→ **ASSIGNMENT**
Will you write out all the entries below exactly?

→ **DATA SUPPLIED**
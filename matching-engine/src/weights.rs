use clinical_common::{Attribute, Tradition};

/// How an attribute is weighted within a tradition's score
#[derive(Debug, Clone, Copy, PartialEq)]
pub enum WeightClass {
    /// Headline attribute with a fixed weight
    Fixed(f64),
    /// Shares the tradition's residual weight pool with the other pooled
    /// attributes present in the comparison
    Pooled,
}

/// Residual pool shared by Avicenna's non-headline attributes
pub const AVICENNA_POOL: f64 = 0.15;

/// Per-attribute weight class within a tradition; `None` means the
/// attribute does not participate in that tradition's score.
pub fn weight_class(tradition: Tradition, attribute: Attribute) -> Option<WeightClass> {
    match tradition {
        Tradition::Avicenna => match attribute {
            Attribute::Mizaj => Some(WeightClass::Fixed(0.30)),
            Attribute::Color => Some(WeightClass::Fixed(0.20)),
            Attribute::Coating => Some(WeightClass::Fixed(0.20)),
            Attribute::Moisture => Some(WeightClass::Fixed(0.15)),
            Attribute::Dosha => None,
            _ => Some(WeightClass::Pooled),
        },
        Tradition::Tcm => match attribute {
            Attribute::Color => Some(WeightClass::Fixed(0.30)),
            Attribute::Coating => Some(WeightClass::Fixed(0.30)),
            Attribute::Moisture => Some(WeightClass::Fixed(0.20)),
            Attribute::Shape => Some(WeightClass::Fixed(0.20)),
            _ => None,
        },
        Tradition::Ayurveda => match attribute {
            Attribute::Dosha => Some(WeightClass::Fixed(0.30)),
            Attribute::Color => Some(WeightClass::Fixed(0.25)),
            Attribute::Coating => Some(WeightClass::Fixed(0.25)),
            Attribute::Moisture => Some(WeightClass::Fixed(0.20)),
            _ => None,
        },
    }
}

#[cfg(test)]
mod tests {
    use super::*;

    #[test]
    fn tcm_scores_only_the_four_tongue_attributes() {
        assert_eq!(
            weight_class(Tradition::Tcm, Attribute::Color),
            Some(WeightClass::Fixed(0.30))
        );
        assert_eq!(weight_class(Tradition::Tcm, Attribute::Mizaj), None);
        assert_eq!(weight_class(Tradition::Tcm, Attribute::Cracks), None);
    }

    #[test]
    fn avicenna_pools_minor_attributes() {
        assert_eq!(
            weight_class(Tradition::Avicenna, Attribute::Cracks),
            Some(WeightClass::Pooled)
        );
        assert_eq!(
            weight_class(Tradition::Avicenna, Attribute::Shape),
            Some(WeightClass::Pooled)
        );
        // The rival tradition's constitutional type never scores here
        assert_eq!(weight_class(Tradition::Avicenna, Attribute::Dosha), None);
    }

    #[test]
    fn ayurveda_headline_weights_sum_to_one() {
        let total: f64 = [
            Attribute::Dosha,
            Attribute::Color,
            Attribute::Coating,
            Attribute::Moisture,
        ]
        .iter()
        .map(|a| match weight_class(Tradition::Ayurveda, *a) {
            Some(WeightClass::Fixed(w)) => w,
            _ => 0.0,
        })
        .sum();
        assert!((total - 1.0).abs() < 1e-9);
    }
}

→ **RESULT**
filename matching-engine/src/weights.rs
use clinical_common::{Attribute, Tradition};

/// How an attribute is weighted within a tradition's score
#[derive(Debug, Clone, Copy, PartialEq)]
pub enum WeightClass {
    /// Headline attribute with a fixed weight
    Fixed(f64),
    /// Shares the tradition's residual weight pool with the other pooled
    /// attributes present in the comparison
    Pooled,
}

/// Residual pool shared by Avicenna's non-headline attributes
pub const AVICENNA_POOL: f64 = 0.15;

/// Per-attribute weight class within a tradition; `None` means the
/// attribute does not participate in that tradition's score.
pub fn weight_class(tradition: Tradition, attribute: Attribute) -> Option<WeightClass> {
    match tradition {
        Tradition::Avicenna => match attribute {
            Attribute::Mizaj => Some(WeightClass::Fixed(0.30)),
            Attribute::Color => Some(WeightClass::Fixed(0.20)),
            Attribute::Coating => Some(WeightClass::Fixed(0.20)),
            Attribute::Moisture => Some(WeightClass::Fixed(0.15)),
            Attribute::Dosha => None,
            _ => Some(WeightClass::Pooled),
        },
        Tradition::Tcm => match attribute {
            Attribute::Color => Some(WeightClass::Fixed(0.30)),
            Attribute::Coating => Some(WeightClass::Fixed(0.30)),
            Attribute::Moisture => Some(WeightClass::Fixed(0.20)),
            Attribute::Shape => Some(WeightClass::Fixed(0.20)),
            _ => None,
        },
        Tradition::Ayurveda => match attribute {
            Attribute::Dosha => Some(WeightClass::Fixed(0.30)),
            Attribute::Color => Some(WeightClass::Fixed(0.25)),
            Attribute::Coating => Some(WeightClass::Fixed(0.25)),
            Attribute::Moisture => Some(WeightClass::Fixed(0.20)),
            _ => None,
        },
    }
}

#[cfg(test)]
mod tests {
    use super::*;

    #[test]
    fn tcm_scores_only_the_four_tongue_attributes() {
        assert_eq!(
            weight_class(Tradition::Tcm, Attribute::Color),
            Some(WeightClass::Fixed(0.30))
        );
        assert_eq!(weight_class(Tradition::Tcm, Attribute::Mizaj), None);
        assert_eq!(weight_class(Tradition::Tcm, Attribute::Cracks), None);
    }

    #[test]
    fn avicenna_pools_minor_attributes() {
        assert_eq!(
            weight_class(Tradition::Avicenna, Attribute::Cracks),
            Some(WeightClass::Pooled)
        );
        assert_eq!(
            weight_class(Tradition::Avicenna, Attribute::Shape),
            Some(WeightClass::Pooled)
        );
        // The rival tradition's constitutional type never scores here
        assert_eq!(weight_class(Tradition::Avicenna, Attribute::Dosha), None);
    }

    #[test]
    fn ayurveda_headline_weights_sum_to_one() {
        let total: f64 = [
            Attribute::Dosha,
            Attribute::Color,
            Attribute::Coating,
            Attribute::Moisture,
        ]
        .iter()
        .map(|a| match weight_class(Tradition::Ayurveda, *a) {
            Some(WeightClass::Fixed(w)) => w,
            _ => 0.0,
        })
        .sum();
        assert!((total - 1.0).abs() < 1e-9);
    }
}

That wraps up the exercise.